» **Exercise description**
Pick out all lines with the word "write" from the records that follow.
=======
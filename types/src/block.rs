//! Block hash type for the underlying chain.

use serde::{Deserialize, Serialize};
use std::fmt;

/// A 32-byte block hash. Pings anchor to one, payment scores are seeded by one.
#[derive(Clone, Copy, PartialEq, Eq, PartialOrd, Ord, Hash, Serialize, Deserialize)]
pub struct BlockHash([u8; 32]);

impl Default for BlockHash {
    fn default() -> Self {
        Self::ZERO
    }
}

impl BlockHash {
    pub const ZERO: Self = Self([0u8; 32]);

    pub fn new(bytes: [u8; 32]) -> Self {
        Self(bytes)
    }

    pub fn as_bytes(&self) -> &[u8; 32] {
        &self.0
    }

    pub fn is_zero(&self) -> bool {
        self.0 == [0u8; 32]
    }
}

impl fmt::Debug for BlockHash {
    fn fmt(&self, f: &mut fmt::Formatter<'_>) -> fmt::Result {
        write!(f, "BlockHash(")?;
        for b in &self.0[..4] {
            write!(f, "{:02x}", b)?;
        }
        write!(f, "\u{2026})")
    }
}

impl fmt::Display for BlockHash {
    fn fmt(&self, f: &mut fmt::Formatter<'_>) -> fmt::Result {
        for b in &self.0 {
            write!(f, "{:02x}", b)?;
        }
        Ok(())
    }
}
=======
» **Final answer**
        write!(f, "BlockHash(")?;
            write!(f, "{:02x}", b)?;
        write!(f, "\u{2026})")
            write!(f, "{:02x}", b)?;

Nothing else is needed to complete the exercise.